How Kimi 2 Became One of the Best Tool-Using Models
Continuing our walk through Moonshot AI’s technical paper for Kimi 2, let’s move on from how Moonshine rephrased data during pre-training and look at how they taught Kimi how to use tools better in agentic workflows.
Models Have to Be Taught How & When to Use Tools
I like MCP, but I don’t like that it made everyone think tool use is plug-and-play. Yes, MCP standardizes how we express and add tool functions to our contexts (and remember, it’s one of many), but we still have to provide our model with instructions for when and how to use the tools available to it.

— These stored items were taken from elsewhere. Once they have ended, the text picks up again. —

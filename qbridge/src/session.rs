//! Single-connection message loop of the decision service.
use crate::{
    checkpoint,
    config::{EpsilonSource, SessionConfig},
    protocol::{self, ActionRequest, Inbound, Outbound, TransitionMsg},
};
use anyhow::Result;
use log::{info, warn};
use qbridge_candle_agent::dqn::DqnLearner;
use qbridge_core::{
    episode::EpisodeTracker,
    record::{Record, RecordValue, Recorder},
    replay_buffer::Transition,
};
use rand::{rngs::SmallRng, Rng, SeedableRng};
use std::{
    io::{BufRead, BufReader, Write},
    net::TcpStream,
};

/// Learner lifecycle.
///
/// The state dimensionality is fixed by the first message carrying a state
/// vector; until then every learner-dependent operation is rejected.
enum LearnerState {
    Uninitialized,
    Ready(DqnLearner),
}

/// Owns all per-connection state and processes messages strictly in order.
///
/// One inbound line is fully handled, including the synchronous training
/// step it may trigger, before the next line is read. Every failure mode
/// below the transport is handled as skip-and-continue so a long-running
/// learning session survives bad input.
pub struct Session {
    config: SessionConfig,
    learner: LearnerState,
    tracker: EpisodeTracker,
    step_count: usize,
    rng: SmallRng,
    step_recorder: Box<dyn Recorder>,
    episode_recorder: Box<dyn Recorder>,
    last_epsilon_external: Option<f64>,
    last_epsilon_used: Option<f64>,
}

impl Session {
    /// Creates a session.
    ///
    /// `step_recorder` receives records keyed by `env_step`,
    /// `episode_recorder` records keyed by `episode`.
    pub fn new(
        config: SessionConfig,
        step_recorder: Box<dyn Recorder>,
        episode_recorder: Box<dyn Recorder>,
    ) -> Self {
        let tracker = EpisodeTracker::new(config.horizon);
        let rng = SmallRng::seed_from_u64(config.seed);
        Self {
            config,
            learner: LearnerState::Uninitialized,
            tracker,
            step_count: 0,
            rng,
            step_recorder,
            episode_recorder,
            last_epsilon_external: None,
            last_epsilon_used: None,
        }
    }

    /// Reads lines off the stream until EOF, handling each fully before the
    /// next read.
    pub fn run(&mut self, stream: TcpStream) -> Result<()> {
        let peer = stream.peer_addr()?;
        info!("connected: {}", peer);

        let mut reader = BufReader::new(stream.try_clone()?);
        let mut writer = stream;
        let mut line = String::new();
        loop {
            line.clear();
            if reader.read_line(&mut line)? == 0 {
                info!("connection closed by peer");
                break;
            }
            if line.trim().is_empty() {
                continue;
            }
            self.handle_line(&line, &mut writer);
        }

        self.step_recorder.flush();
        self.episode_recorder.flush();
        Ok(())
    }

    fn handle_line(&mut self, line: &str, writer: &mut impl Write) {
        match protocol::parse_line(line) {
            Ok(Inbound::ActionRequest(req)) => self.handle_action_request(req, writer),
            Ok(Inbound::Transition(msg)) => self.handle_transition(msg, writer),
            Ok(Inbound::Unknown(msg_type)) => warn!("unknown message type: {:?}", msg_type),
            Err(e) => warn!("dropped malformed line: {}", e),
        }
    }

    /// Builds the learner on first contact with a state vector.
    fn ensure_learner(&mut self, state_dim: usize) -> Result<&mut DqnLearner> {
        if matches!(self.learner, LearnerState::Uninitialized) {
            let learner = DqnLearner::build(self.config.agent.clone(), state_dim)?;
            info!("first state received, state_dim={}", state_dim);
            self.learner = LearnerState::Ready(learner);
        }
        match &mut self.learner {
            LearnerState::Ready(learner) => Ok(learner),
            LearnerState::Uninitialized => Err(anyhow::anyhow!("learner not initialized")),
        }
    }

    fn ready_learner(&mut self) -> Option<&mut DqnLearner> {
        match &mut self.learner {
            LearnerState::Ready(learner) => Some(learner),
            LearnerState::Uninitialized => None,
        }
    }

    fn handle_action_request(&mut self, req: ActionRequest, writer: &mut impl Write) {
        self.last_epsilon_external = req.epsilon;

        if req.state.is_empty() || req.candidate_node_ids.is_empty() {
            warn!("action_request with empty state or candidate set dropped");
            return;
        }

        // Q(s, a) across the candidate set; a failing candidate scores a
        // neutral 0.0 instead of aborting the reply.
        let q_values = {
            let learner = match self.ensure_learner(req.state.len()) {
                Ok(learner) => learner,
                Err(e) => {
                    warn!("learner init failed: {}", e);
                    return;
                }
            };
            if req.state.len() != learner.state_dim() {
                warn!(
                    "action_request rejected: state dimension mismatch (expected {}, got {})",
                    learner.state_dim(),
                    req.state.len()
                );
                return;
            }
            req.candidate_node_ids
                .iter()
                .map(|&node_id| match learner.predict_q(&req.state, node_id) {
                    Ok(q) => q as f64,
                    Err(e) => {
                        warn!("predict_q failed for node_id={}: {}", node_id, e);
                        0.0
                    }
                })
                .collect::<Vec<_>>()
        };

        let epsilon = match &self.config.epsilon {
            EpsilonSource::Schedule(schedule) => schedule.value(self.tracker.episode_idx()),
            EpsilonSource::External { default } => req.epsilon.unwrap_or(*default),
        };
        self.last_epsilon_used = Some(epsilon);

        let (chosen_idx, is_random) = if self.rng.gen::<f64>() < epsilon {
            (self.rng.gen_range(0..req.candidate_node_ids.len()), true)
        } else {
            (argmax(&q_values), false)
        };
        if is_random {
            self.tracker.record_random();
        }
        let chosen_node_id = req.candidate_node_ids[chosen_idx];

        if self.tracker.step() == 0 {
            info!(
                "=== episode {} start === (epsilon={:.3})",
                self.tracker.episode_idx(),
                epsilon
            );
        }

        let reply = Outbound::ActionReply {
            chosen_node_id,
            candidate_node_ids: req.candidate_node_ids,
            q_values,
            epsilon,
            is_random,
        };
        if let Err(e) = protocol::write_line(writer, &reply) {
            warn!("action_reply send failed: {}", e);
        }

        let mut record = Record::from_slice(&[
            ("env_step", RecordValue::Scalar(self.step_count as f32)),
            ("train/epsilon_used", RecordValue::Scalar(epsilon as f32)),
        ]);
        if let Some(eps) = self.last_epsilon_external {
            record.insert("train/epsilon_external", RecordValue::Scalar(eps as f32));
        }
        self.step_recorder.write(record);
    }

    fn handle_transition(&mut self, msg: TransitionMsg, writer: &mut impl Write) {
        if msg.state_t.is_empty() {
            warn!("transition with empty state_t dropped");
            return;
        }

        {
            let learner = match self.ensure_learner(msg.state_t.len()) {
                Ok(learner) => learner,
                Err(e) => {
                    warn!("learner init failed: {}", e);
                    return;
                }
            };
            let expected = learner.state_dim();
            if msg.state_t.len() != expected || msg.state_tp1.len() != expected {
                warn!(
                    "transition rejected: state dimension mismatch (expected {}, got {}/{})",
                    expected,
                    msg.state_t.len(),
                    msg.state_tp1.len()
                );
                return;
            }
        }

        self.step_count += 1;

        // The environment never terminates on its own; the pseudo-episode
        // horizon supplies the terminal flag.
        let done = self.tracker.next_step_closes();

        let (loss, q_est, buffer_len) = {
            let learner = match self.ready_learner() {
                Some(learner) => learner,
                None => return,
            };
            let transition = Transition {
                state: msg.state_t.clone(),
                action: msg.node_id,
                reward: msg.reward,
                next_state: msg.state_tp1.clone(),
                is_terminal: done,
            };
            let loss = match learner.observe(transition) {
                Ok(loss) => loss,
                Err(e) => {
                    warn!("observe failed: {}", e);
                    None
                }
            };
            let q_est = match learner.predict_q(&msg.state_t, msg.node_id) {
                Ok(q) => q,
                Err(e) => {
                    warn!("predict_q failed for node_id={}: {}", msg.node_id, e);
                    msg.reward
                }
            };
            (loss, q_est, learner.buffer_len())
        };

        let reply = Outbound::QUpdate {
            node_ids: vec![msg.node_id],
            q_values: vec![q_est as f64],
        };
        if let Err(e) = protocol::write_line(writer, &reply) {
            warn!("q_update send failed: {}", e);
        }

        info!(
            "step={} | episode={} step={}/{}: action_id={}, node_id={}, reward={:+.3}",
            self.step_count,
            self.tracker.episode_idx(),
            self.tracker.step() + 1,
            self.tracker.horizon(),
            msg.action_id,
            msg.node_id,
            msg.reward
        );

        let mut record = Record::from_slice(&[
            ("env_step", RecordValue::Scalar(self.step_count as f32)),
            ("train/reward", RecordValue::Scalar(msg.reward)),
            ("train/q_est", RecordValue::Scalar(q_est)),
            ("train/loss", RecordValue::Scalar(loss.unwrap_or(0.0))),
            (
                "train/done_flag",
                RecordValue::Scalar(if done { 1.0 } else { 0.0 }),
            ),
            ("buffer/size", RecordValue::Scalar(buffer_len as f32)),
        ]);
        if let Some(eps) = self.last_epsilon_used {
            record.insert("train/epsilon_used", RecordValue::Scalar(eps as f32));
        }
        if let Some(eps) = self.last_epsilon_external {
            record.insert("train/epsilon_external", RecordValue::Scalar(eps as f32));
        }
        self.step_recorder.write(record);

        if let Some(summary) = self.tracker.advance(msg.reward, q_est, loss) {
            info!(
                "=== episode {} done === (len={}, return={:+.3}, avg_reward={:+.3}, avg_q={:+.3}, avg_loss={:.6}, random_rate={:.2})",
                summary.episode,
                summary.length,
                summary.ret,
                summary.avg_reward,
                summary.avg_q,
                summary.avg_loss,
                summary.random_rate
            );
            let mut record = summary.to_record();
            record.insert("buffer/size", RecordValue::Scalar(buffer_len as f32));
            if let Some(eps) = self.last_epsilon_used {
                record.insert("episodic/epsilon_used", RecordValue::Scalar(eps as f32));
            }
            self.episode_recorder.write(record);
        }

        if self.config.checkpoint_interval > 0
            && self.step_count % self.config.checkpoint_interval == 0
        {
            if let LearnerState::Ready(learner) = &self.learner {
                if let Err(e) = checkpoint::save(&self.config.checkpoint_dir, learner, self.step_count)
                {
                    warn!("checkpoint save failed: {}", e);
                }
            }
        }
    }
}

/// Index of the largest value; ties resolve to the first occurrence.
fn argmax(values: &[f64]) -> usize {
    let mut best = 0;
    for (i, v) in values.iter().enumerate() {
        if *v > values[best] {
            best = i;
        }
    }
    best
}

#[cfg(test)]
mod tests {
    use super::argmax;

    #[test]
    fn argmax_prefers_first_on_ties() {
        assert_eq!(argmax(&[0.0, 2.0, 2.0, 1.0]), 1);
        assert_eq!(argmax(&[-1.0]), 0);
    }
}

Connecting your model to random MCPs and then giving it a task is like giving someone a drill and teaching them how it works, then asking them to fix your sink. Is the drill relevant in this scenario? If it’s not, why was it given to me? It’s a classic case of context confusion.
The dominant, general pattern for instructing a model with tools is called ReAct, which stands for “reason” and “action.” ReAct isn’t fancy; it’s just a prompting technique. We provide a model with tools, then instruct it to reason about whether it should use these tools to accomplish a given task.
Here’s what a ReAct prompt looks like, as defined in DSPy:
You are an Agent. In each episode, you will be given the fields {inputs} as input. And you can see your past trajectory so far. Your goal is to use one or more of the supplied tools to collect any necessary information for producing {outputs}. To do this, you will interleave next_thought, next_tool_name, and next_tool_args in each turn, and also when finishing the task. After each tool call, you receive a resulting observation, which gets appended to your trajectory. When writing next_thought, you may reason about the current situation and plan for future steps. When selecting the next_tool_name and its next_tool_args, the tool must be one of: {list_of_tools}",
Each of the variables in brackets are replaced with your given inputs, outputs, and tools. The DSPy ReAct module always provides a tool named finish
, that lets the model mark its work as done.
ReAct is a prompting technique, similar to Chain of Thought. Just as Chain of Thought was as simple as modifying our prompts, adding, “Think step-by-step,” ReAct is a standard pattern of instructions we can insert into a prompt.
Chain of Thought proved so useful, we ended up training our models to think step-by-step by default, creating reasoning models. ReAct has had similar levels of success – it remains the default approach to tool instructions, since its creation in 2023 – so it’s only natural we’d train it into our models as well.
Training Kimi to Smartly Use Tools
Plenty of models have been trained for tool use. Open models we know have been post-trained include Mistral’s Devstral and Menlo’s Jan-Nano. Moonshot isn’t the first to post-train on a ReAct-style pattern, but it is one of the first to share details.
Here’s what they did:
- Gather a Bunch of Tools: They gathered over 3,000 MCP tools from GitHub repositories, filtering them to ensure their specs were of sufficient quality.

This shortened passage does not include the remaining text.